Les désaxés
The Misfits de John Huston (1961). Photo de Eve Arnold.
“L’histoire d’une vie s’inscrit dans le corps tout autant que dans le cerveau.”
Edna O’Brien
The Misfits de John Huston (1961). Photo de Eve Arnold.
“L’histoire d’une vie s’inscrit dans le corps tout autant que dans le cerveau.”
Edna O’Brien
Le 24/09/2004 à 11:39
“Le temps s’est arrêté, elle est là, heureuse, elle s’abandonne à cette étreinte, elle ferme les yeux pour inscrire dans sa mémoire, le goût de ses lèvres, ses mains qui la serrent, elle se sent protégée, rien ne viendra ternir cette instant d’émotivité.
Le 24/09/2004 à 11:40
décidément, ma souris tire plus vite que son ombre
A la place de lire “cette instant” bien sur lire “cet instant”
Le 24/09/2004 à 12:23
l’émotion sans doute…
Le 24/09/2004 à 12:48
Ça c’était un putain de bon film, ces déjantés…
Le 24/09/2004 à 13:48
Ce film me pulvérise. Dès les premiers plans, j’ai la gorge serrée. La séquence avec les chevaux dans le désert, d’une beauté à couper le souffle, m’a toujours anéantie. La citation d’Edna O Brien m’a immanquablement fait penser aux deux acteurs qui promènent leurs corps usés dans ce film mortifère. Je vais y revenir…
Le 24/09/2004 à 21:09
un indice subliminal pour nous dire qu’après la soirée lecture hier soir, c’est soirée câlins chez sandrine ?

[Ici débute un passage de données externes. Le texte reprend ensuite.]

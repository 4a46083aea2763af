// Promotions Subsystem
//
// Rule evaluation for the storefront's money-off machinery:
// - Coupon codes: eligibility filtering and validation with usage caps
// - Store-wide discounts: percentage/fixed/instruction-based promotions
// - Instruction parser: restricted natural-language promotional rules
// - Coin program: earning on qualifying orders, redemption for discounts
//
// The evaluators themselves are pure; this module wires them to the
// configuration store, the redemption ledger, the audit trail and the
// performance metrics.

pub mod audit;
pub mod coins;
pub mod config_store;
pub mod coupon;
pub mod discount;
pub mod error;
pub mod handlers;
pub mod instruction;
pub mod ledger;
pub mod metrics;
pub mod types;

// Re-export commonly used types for convenience
pub use audit::AuditLogger;
pub use coins::{CoinTransaction, EarningRule, RedemptionQuote, RedemptionRule};
pub use config_store::{CoinRules, CouponDraft, DiscountDraft, PromotionStore};
pub use coupon::{Coupon, CouponQuote, CouponSummary, EligibilityContext, UsageSnapshot};
pub use discount::{Discount, DiscountQuote, DiscountSummary};
pub use error::{PromotionError, PromotionResult};
pub use instruction::CartItem;
pub use ledger::PromotionLedger;
pub use metrics::PromotionMetrics;
pub use types::{
    CoinTransactionKind, CouponKind, DiscountKind, PromotionStatus, UserUsageLimit,
};

use chrono::Utc;
use rust_decimal::Decimal;
use serde_json::json;
use sqlx::PgPool;
use std::sync::Arc;
use uuid::Uuid;

/// Promotions Engine
///
/// Coordinates the evaluators against live configuration and owns the
/// redemption-time side effects (counters, ledgers, audit records).
pub struct PromotionsEngine {
    store: Arc<PromotionStore>,
    ledger: PromotionLedger,
    audit: AuditLogger,
    metrics: Arc<PromotionMetrics>,
}

impl PromotionsEngine {
    pub fn new(pool: PgPool) -> Self {
        let metrics = Arc::new(PromotionMetrics::new());
        let store = Arc::new(PromotionStore::with_metrics(pool.clone(), metrics.clone()));
        Self {
            store,
            ledger: PromotionLedger::new(pool.clone()),
            audit: AuditLogger::new(pool),
            metrics,
        }
    }

    pub fn metrics(&self) -> &PromotionMetrics {
        &self.metrics
    }

    /// Configuration store, for the admin surface
    pub fn store(&self) -> &PromotionStore {
        &self.store
    }

    /// Pre-load all promotion configuration on startup
    pub async fn warm_cache(&self) -> PromotionResult<()> {
        tracing::info!("Warming promotions cache...");
        let _ = self.store.get_coupons().await?;
        let _ = self.store.get_discounts().await?;
        let _ = self.store.get_coin_rules().await?;
        tracing::info!("Promotions cache warmed successfully");
        Ok(())
    }

    // ------------------------------------------------------------------
    // Coupons
    // ------------------------------------------------------------------

    /// Coupons the caller may currently use
    pub async fn available_coupons(
        &self,
        user_id: Option<i32>,
        order_total: Option<Decimal>,
    ) -> PromotionResult<Vec<CouponSummary>> {
        let _timer = self.metrics.start_coupon_evaluation();

        let coupons = self.store.get_coupons().await?;

        let mut usage = UsageSnapshot::new();
        if let Some(user_id) = user_id {
            for (coupon_id, count) in self.store.usage_counts_for_user(user_id).await? {
                usage.record(coupon_id, count);
            }
        }

        let ctx = EligibilityContext {
            user_id,
            order_total,
        };
        Ok(coupon::filter_available(
            &coupons,
            &ctx,
            &usage,
            Utc::now().date_naive(),
        ))
    }

    /// Validate a coupon code against the order context
    pub async fn validate_coupon(
        &self,
        code: &str,
        user_id: Option<i32>,
        order_total: Option<Decimal>,
    ) -> PromotionResult<CouponQuote> {
        let _timer = self.metrics.start_coupon_evaluation();

        let coupon = self
            .store
            .find_active_coupon(code)
            .await?
            .ok_or_else(|| PromotionError::NotFound(format!("Coupon '{}' not found", code)))?;

        let per_user_count = match user_id {
            Some(user_id) => self.store.coupon_usage_count(coupon.id, user_id).await?,
            None => 0,
        };

        let ctx = coupon::ValidationContext {
            user_id,
            order_total,
            per_user_count,
        };
        coupon::validate(&coupon, &ctx, Utc::now())
    }

    /// Redeem a validated coupon against an order (atomic counter bump +
    /// usage row), then audit the application.
    pub async fn redeem_coupon(
        &self,
        quote: &CouponQuote,
        user_id: Option<i32>,
        order_id: Uuid,
    ) -> PromotionResult<()> {
        self.ledger
            .redeem_coupon(quote.coupon.id, user_id, Some(order_id))
            .await?;

        self.audit
            .log_coupon_application(
                Some(order_id),
                &quote.coupon.code,
                json!({
                    "coupon_id": quote.coupon.id,
                    "kind": quote.coupon.kind,
                    "calculated_discount": quote.calculated_discount,
                }),
                &format!("Applied coupon {}", quote.coupon.code),
            )
            .await;
        Ok(())
    }

    // ------------------------------------------------------------------
    // Discounts
    // ------------------------------------------------------------------

    /// Store-wide discounts currently open to everyone
    pub async fn available_discounts(
        &self,
        order_total: Option<Decimal>,
    ) -> PromotionResult<Vec<DiscountSummary>> {
        let _timer = self.metrics.start_discount_evaluation();

        let discounts = self.store.get_discounts().await?;
        Ok(discount::filter_available(
            &discounts,
            order_total,
            Utc::now().date_naive(),
        ))
    }

    /// Validate a discount code against the order context
    pub async fn validate_discount(
        &self,
        code: &str,
        order_total: Decimal,
        cart_items: &[CartItem],
    ) -> PromotionResult<DiscountQuote> {
        let _timer = self.metrics.start_discount_evaluation();

        let discount = self
            .store
            .find_active_discount(code)
            .await?
            .ok_or_else(|| PromotionError::NotFound(format!("Discount '{}' not found", code)))?;

        if discount.kind == DiscountKind::Custom {
            self.metrics.record_instruction_parse();
        }

        discount::validate(&discount, order_total, cart_items, Utc::now())
    }

    /// Redeem a validated discount against an order, then audit it.
    pub async fn redeem_discount(
        &self,
        quote: &DiscountQuote,
        order_id: Uuid,
    ) -> PromotionResult<()> {
        self.ledger.redeem_discount(quote.discount.id).await?;

        self.audit
            .log_discount_application(
                Some(order_id),
                &quote.discount.code,
                json!({
                    "discount_id": quote.discount.id,
                    "kind": quote.discount.kind,
                    "calculated_discount": quote.calculated_discount,
                }),
                &format!("Applied discount {}", quote.discount.code),
            )
            .await;
        Ok(())
    }

    // ------------------------------------------------------------------
    // Coins
    // ------------------------------------------------------------------

    pub async fn coin_rules(&self) -> PromotionResult<CoinRules> {
        self.store.get_coin_rules().await
    }

    pub async fn coin_balance(&self, user_id: i32) -> PromotionResult<i64> {
        self.ledger.balance(user_id).await
    }

    pub async fn coin_transactions(
        &self,
        user_id: i32,
        limit: i64,
    ) -> PromotionResult<Vec<CoinTransaction>> {
        self.ledger.transactions(user_id, limit).await
    }

    /// Quote the discount a redemption would yield, without side effects
    pub async fn coin_quote(
        &self,
        user_id: i32,
        coins_to_redeem: i64,
        subtotal: Decimal,
    ) -> PromotionResult<RedemptionQuote> {
        let _timer = self.metrics.start_coin_calculation();

        let rules = self.store.get_coin_rules().await?;
        let balance = self.ledger.balance(user_id).await?;
        coins::redemption_quote(coins_to_redeem, subtotal, balance, &rules.redemption)
    }

    /// Debit a quoted redemption and audit it. Returns the new balance.
    pub async fn redeem_coins(
        &self,
        user_id: i32,
        quote: &RedemptionQuote,
        order_id: Uuid,
    ) -> PromotionResult<i64> {
        let new_balance = self
            .ledger
            .spend_coins(
                user_id,
                quote.coins_spent,
                Some(order_id),
                "Coins redeemed at checkout",
            )
            .await?;

        self.audit
            .log_coin_event(
                Some(order_id),
                json!({
                    "user_id": user_id,
                    "coins_spent": quote.coins_spent,
                    "discount_amount": quote.discount_amount,
                    "discount_percent": quote.discount_percent,
                    "new_balance": new_balance,
                }),
                &format!("Redeemed {} coins", quote.coins_spent),
            )
            .await;

        Ok(new_balance)
    }

    /// Credit coins for a paid order when it qualifies. Returns the
    /// number of coins awarded (zero below the earning threshold).
    pub async fn award_order_coins(
        &self,
        user_id: i32,
        paid_total: Decimal,
        order_id: Uuid,
    ) -> PromotionResult<i64> {
        let _timer = self.metrics.start_coin_calculation();

        let rules = self.store.get_coin_rules().await?;
        let earned = coins::coins_earned(paid_total, &rules.earning);
        if earned == 0 {
            return Ok(0);
        }

        let new_balance = self
            .ledger
            .credit_coins(
                user_id,
                earned,
                CoinTransactionKind::Earned,
                Some(order_id),
                "Coins earned on qualifying order",
            )
            .await?;

        self.audit
            .log_coin_event(
                Some(order_id),
                json!({
                    "user_id": user_id,
                    "paid_total": paid_total,
                    "coins_earned": earned,
                    "new_balance": new_balance,
                }),
                &format!("Earned {} coins", earned),
            )
            .await;

        Ok(earned)
    }

    /// Unwind an order's coin activity for an approved return: coins
    /// spent come back as `refunded`, coins earned are clawed back as
    /// `expired` (clamped at zero balance). Returns (refunded, clawed).
    pub async fn refund_order_coins(
        &self,
        user_id: i32,
        order_id: Uuid,
    ) -> PromotionResult<(i64, i64)> {
        let spent = self
            .ledger
            .coins_on_order(user_id, order_id, CoinTransactionKind::Spent)
            .await?;
        let earned = self
            .ledger
            .coins_on_order(user_id, order_id, CoinTransactionKind::Earned)
            .await?;

        let mut refunded = 0;
        if spent > 0 {
            self.ledger
                .credit_coins(
                    user_id,
                    spent,
                    CoinTransactionKind::Refunded,
                    Some(order_id),
                    "Coins refunded for returned order",
                )
                .await?;
            refunded = spent;
        }

        let clawed = self
            .ledger
            .expire_coins(
                user_id,
                earned,
                Some(order_id),
                "Coins reclaimed for returned order",
            )
            .await?;

        if refunded > 0 || clawed > 0 {
            self.audit
                .log_coin_event(
                    Some(order_id),
                    json!({
                        "user_id": user_id,
                        "coins_refunded": refunded,
                        "coins_reclaimed": clawed,
                    }),
                    &format!("Return unwound: +{} / -{} coins", refunded, clawed),
                )
                .await;
        }

        Ok((refunded, clawed))
    }
}

#[cfg(test)]
mod tests {
    use super::*;

    #[test]
    fn test_engine_component_types() {
        // All component types are accessible; instantiation needs a pool
        let _store: Option<PromotionStore> = None;
        let _ledger: Option<PromotionLedger> = None;
        let _audit: Option<AuditLogger> = None;
        let _metrics: Option<PromotionMetrics> = None;
    }

    #[test]
    fn test_evaluator_result_types() {
        let _coupon_quote: Option<CouponQuote> = None;
        let _discount_quote: Option<DiscountQuote> = None;
        let _redemption_quote: Option<RedemptionQuote> = None;
    }
}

(je rêve de voir ce film, tiens.. cette image est d’une tendresse !)
Le 24/09/2004 à 22:32
Eh bien non, c’était bien une soirée lecture aussi chez moi. Cette citation se trouve en exergue du dernier livre de Philip Roth, La Bête qui meurt, magnifique bouquin sur le désir et le vieillissement. Tout de suite, j’ai fait le rapprochement avec Gable, Monroe et Clift, acteurs inoubliables des Désaxés.. Le film existe en DVD me semble t il. Je tiens la k7 à ta disposition sinon.
Le 27/09/2004 à 19:38
Très belle photo ; d’ailleurs, l’album paru il y a quelques années est tout simplement sublime.
E.C.
PS : “corps usés” ; pour Marilyn Monroe, faudrait nuancer…!!! Tout de même…
Le 27/09/2004 à 20:46
Corps éreintés si tu préfères Esther. Les acteurs sont au bout du rouleau, laminés par leur vie d’excès. Gable est mort peu après la dernière prise et Monroe, en pleine rupture avec Miller, un an après.
Ce film me fait froid dans le dos au même titre que Sunset Boulevard.
Je suis toujours anéantie par Marilyn hurlant dans le désert :
“Vous n’êtes heureux que quand vous voyez quelque chose mourir. Pourquoi ne pas vous tuer pour être heureux ? Vous et votre pays de Dieu ! La liberté !”
Et puis, comme le précise Miller : “Même s’il se termine sur une note d’espoir, ce film est fondamentalement tragique, dans l’approche qu’il a de l’Amérique et des personnages. Les personnages sont coupés du monde, ils font beaucoup d’efforts pour exprimer des sentiments entre eux, sans réellement y parvenir.”